Heard on the BBC this morning - English may become "a dead language" in a thousand years, or at least, a minority language, like French. Dear me! I am not sure becoming like French is such a disaster. The English have relied a little too much lately on the soft power of their mother tongue, and it might do us all some corrective good to brush up on our Chinese, and learn some international and cultural humility. That being said, I doubt that the poems and novels of the English language will be as dead as the Greats for some time, and I am sure that this new Classical English, however quaint and obscure, will be studied for a few more thousand years, if only by scholars and saints.

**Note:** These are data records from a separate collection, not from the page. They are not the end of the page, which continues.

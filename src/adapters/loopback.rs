//! In-process loopback: whatever the output renders, the input captures.
//!
//! A pacing thread pulls blocks from the render callback at the real sample
//! rate and pushes channel 0 into a lock-free ring buffer; a capture thread
//! drains the ring buffer into the input callback. Useful for self-tests of
//! the full synthesizer → recognizer path without a speaker or microphone.

use ringbuf::traits::{Consumer, Observer, Producer, Split};
use ringbuf::{HeapCons, HeapProd, HeapRb};
use std::sync::atomic::{AtomicBool, Ordering};
use std::sync::{Arc, Mutex};
use std::thread::{self, JoinHandle};
use std::time::{Duration, Instant};

use crate::domain::{AudioDeviceInfo, AudioSample, DtmfError, DtmfResult, StreamFormat};
use crate::ports::{
    AudioInput, AudioOutput, InputCallback, InputFactory, OutputFactory, RenderCallback,
    StreamErrorCallback,
};

/// Capture thread poll interval when the ring buffer is empty
const CAPTURE_POLL: Duration = Duration::from_millis(2);

struct Shared {
    sample_rate: u32,
    block_frames: usize,
    producer: Mutex<Option<HeapProd<AudioSample>>>,
    consumer: Mutex<Option<HeapCons<AudioSample>>>,
}

/// Create a connected output/input pair.
///
/// `block_frames` is how many frames the output renders per tick;
/// `capacity` bounds how many samples may sit between the two ends.
pub fn loopback(
    sample_rate: u32,
    block_frames: usize,
    capacity: usize,
) -> (LoopbackOutput, LoopbackInput) {
    let (producer, consumer) = HeapRb::<AudioSample>::new(capacity).split();
    let shared = Arc::new(Shared {
        sample_rate,
        block_frames,
        producer: Mutex::new(Some(producer)),
        consumer: Mutex::new(Some(consumer)),
    });
    (
        LoopbackOutput {
            shared: shared.clone(),
            worker: None,
        },
        LoopbackInput {
            shared,
            worker: None,
        },
    )
}

struct Worker<T> {
    stop: Arc<AtomicBool>,
    handle: JoinHandle<T>,
}

impl<T> Worker<T> {
    fn finish(self) -> Option<T> {
        self.stop.store(true, Ordering::SeqCst);
        self.handle.join().ok()
    }
}

/// Output end of a loopback pair
pub struct LoopbackOutput {
    shared: Arc<Shared>,
    worker: Option<Worker<HeapProd<AudioSample>>>,
}

impl LoopbackOutput {
    /// Factory handing out fresh handles onto the same ring buffer
    pub fn factory(&self) -> OutputFactory {
        let shared = self.shared.clone();
        Arc::new(move || {
            Box::new(LoopbackOutput {
                shared: shared.clone(),
                worker: None,
            }) as Box<dyn AudioOutput>
        })
    }
}

impl AudioOutput for LoopbackOutput {
    fn list_devices(&self) -> DtmfResult<Vec<AudioDeviceInfo>> {
        Ok(vec![AudioDeviceInfo {
            id: "loopback".into(),
            name: "Loopback".into(),
            is_input: false,
            is_default: false,
        }])
    }

    fn start(
        &mut self,
        format: StreamFormat,
        mut callback: RenderCallback,
        _on_error: StreamErrorCallback,
    ) -> DtmfResult<()> {
        if format.sample_rate != self.shared.sample_rate || format.channels == 0 {
            return Err(DtmfError::AudioStartFailed(format!(
                "Loopback runs at {} Hz, requested {} Hz / {} channel(s)",
                self.shared.sample_rate, format.sample_rate, format.channels
            )));
        }

        let mut producer = self
            .shared
            .producer
            .lock()
            .map_err(|_| DtmfError::AudioStartFailed("Loopback state corrupted".into()))?
            .take()
            .ok_or_else(|| DtmfError::AudioStartFailed("Loopback output already in use".into()))?;

        let channels = format.channels as usize;
        let block_frames = self.shared.block_frames;
        let tick = Duration::from_secs_f64(block_frames as f64 / format.sample_rate as f64);
        let stop = Arc::new(AtomicBool::new(false));
        let thread_stop = stop.clone();

        let handle = thread::spawn(move || {
            let mut block = vec![0.0; block_frames * channels];
            let mut deadline = Instant::now();
            loop {
                callback(&mut block);
                // Full ring buffer: newest frames are dropped, like a device overrun
                for frame in block.chunks(channels) {
                    let _ = producer.try_push(frame[0]);
                }

                deadline += tick;
                let now = Instant::now();
                if deadline > now {
                    thread::sleep(deadline - now);
                }
                if thread_stop.load(Ordering::SeqCst) {
                    break;
                }
            }
            producer
        });

        self.worker = Some(Worker { stop, handle });
        Ok(())
    }

    fn stop(&mut self) -> DtmfResult<()> {
        if let Some(worker) = self.worker.take() {
            let producer = worker
                .finish()
                .ok_or_else(|| DtmfError::AudioStartFailed("Loopback output thread panicked".into()))?;
            if let Ok(mut slot) = self.shared.producer.lock() {
                *slot = Some(producer);
            }
        }
        Ok(())
    }

    fn is_running(&self) -> bool {
        self.worker.is_some()
    }
}

impl Drop for LoopbackOutput {
    fn drop(&mut self) {
        let _ = AudioOutput::stop(self);
    }
}

/// Input end of a loopback pair (mono)
pub struct LoopbackInput {
    shared: Arc<Shared>,
    worker: Option<Worker<HeapCons<AudioSample>>>,
}

impl LoopbackInput {
    pub fn factory(&self) -> InputFactory {
        let shared = self.shared.clone();
        Arc::new(move || {
            Box::new(LoopbackInput {
                shared: shared.clone(),
                worker: None,
            }) as Box<dyn AudioInput>
        })
    }
}

impl AudioInput for LoopbackInput {
    fn list_devices(&self) -> DtmfResult<Vec<AudioDeviceInfo>> {
        Ok(vec![AudioDeviceInfo {
            id: "loopback".into(),
            name: "Loopback".into(),
            is_input: true,
            is_default: false,
        }])
    }

    fn input_format(&self) -> DtmfResult<StreamFormat> {
        Ok(StreamFormat::new(self.shared.sample_rate, 1))
    }

    fn start(&mut self, mut callback: InputCallback, _on_error: StreamErrorCallback) -> DtmfResult<()> {
        let mut consumer = self
            .shared
            .consumer
            .lock()
            .map_err(|_| DtmfError::AudioStartFailed("Loopback state corrupted".into()))?
            .take()
            .ok_or_else(|| DtmfError::AudioStartFailed("Loopback input already in use".into()))?;

        // Whatever was rendered before capture started is stale
        consumer.clear();

        let block_frames = self.shared.block_frames;
        let stop = Arc::new(AtomicBool::new(false));
        let thread_stop = stop.clone();

        let handle = thread::spawn(move || {
            let mut block = vec![0.0; block_frames];
            while !thread_stop.load(Ordering::SeqCst) {
                if consumer.is_empty() {
                    thread::sleep(CAPTURE_POLL);
                    continue;
                }
                let n = consumer.pop_slice(&mut block);
                callback(&block[..n]);
            }
            consumer
        });

        self.worker = Some(Worker { stop, handle });
        Ok(())
    }

    fn stop(&mut self) -> DtmfResult<()> {
        if let Some(worker) = self.worker.take() {
            let consumer = worker
                .finish()
                .ok_or_else(|| DtmfError::AudioStartFailed("Loopback input thread panicked".into()))?;
            if let Ok(mut slot) = self.shared.consumer.lock() {
                *slot = Some(consumer);
            }
        }
        Ok(())
    }

    fn is_running(&self) -> bool {
        self.worker.is_some()
    }
}

impl Drop for LoopbackInput {
    fn drop(&mut self) {
        let _ = AudioInput::stop(self);
    }
}

#[cfg(test)]
mod tests {
    use super::*;
    use std::sync::atomic::AtomicUsize;

    #[test]
    fn test_rendered_samples_reach_the_input() {
        let (mut output, mut input) = loopback(8000, 80, 4096);
        let captured = Arc::new(Mutex::new(Vec::new()));

        let sink = captured.clone();
        input
            .start(
                Box::new(move |samples| sink.lock().unwrap().extend_from_slice(samples)),
                Box::new(|_| {}),
            )
            .unwrap();

        // Stereo output, only channel 0 crosses over
        output
            .start(
                StreamFormat::new(8000, 2),
                Box::new(|buf| {
                    for frame in buf.chunks_mut(2) {
                        frame[0] = 0.5;
                        frame[1] = -1.0;
                    }
                }),
                Box::new(|_| {}),
            )
            .unwrap();

        let deadline = Instant::now() + Duration::from_secs(2);
        while captured.lock().unwrap().len() < 400 && Instant::now() < deadline {
            thread::sleep(Duration::from_millis(5));
        }
        output.stop().unwrap();
        input.stop().unwrap();

        let captured = captured.lock().unwrap();
        assert!(captured.len() >= 400, "only {} samples", captured.len());
        assert!(captured.iter().all(|&s| s == 0.5));
    }

    #[test]
    fn test_wrong_sample_rate_is_rejected() {
        let (mut output, _input) = loopback(8000, 80, 1024);
        let result = output.start(
            StreamFormat::new(44100, 2),
            Box::new(|_| {}),
            Box::new(|_| {}),
        );
        assert!(matches!(result, Err(DtmfError::AudioStartFailed(_))));
        assert!(!output.is_running());
    }

    #[test]
    fn test_ends_are_reusable_after_stop() {
        let (output, _input) = loopback(8000, 80, 1024);
        let factory = output.factory();
        let renders = Arc::new(AtomicUsize::new(0));

        for _ in 0..3 {
            let mut out = factory();
            let counter = renders.clone();
            out.start(
                StreamFormat::new(8000, 1),
                Box::new(move |_| {
                    counter.fetch_add(1, Ordering::SeqCst);
                }),
                Box::new(|_| {}),
            )
            .unwrap();
            out.stop().unwrap();
        }
        assert!(renders.load(Ordering::SeqCst) >= 3);
    }
}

Though, it must be said, I am not yet convinced that human civilisation in its present consumerist form will survive.
A poem for my mother, July 15 When she was dying And I was in a different country I dreamt I was there with her Flying over the ocean very quickly, And arriving in the room like a dream And I was a dream, but the meaning was more Than a dream has – it was a moving over time And land, over water, to get love across Fast enough, to be there, before she died, To lean over the small, huddled figure, In the dark, and without bothering her Even with apologies, and be a kiss in the air, A dream of a kiss, or even less, the thought of one, And when I woke, none of this had happened, She was still far distant, and we had not spoken.
Comments
Having taught English for over twenty years I know that reports of its forthcoming demise are somewhat exaggerated. People think that English has become the world language purely as a result of colonialism. This is only partly true. Structuarally, English has an astonishing intrinsic power, economy and flexibility. The main problem that foreign learners face is the spelling. Compare it with French which has around half a million nouns where you have to guess the gender because there are no fixed rules. As for Chinese; hardly anyone outside China speaks it and I can't see that changing any time soon.
Best wishes from Simon
Anyway, newspapers are always proclaiming the demise of everything, be it literature, film, the world, English, or earlobe hair.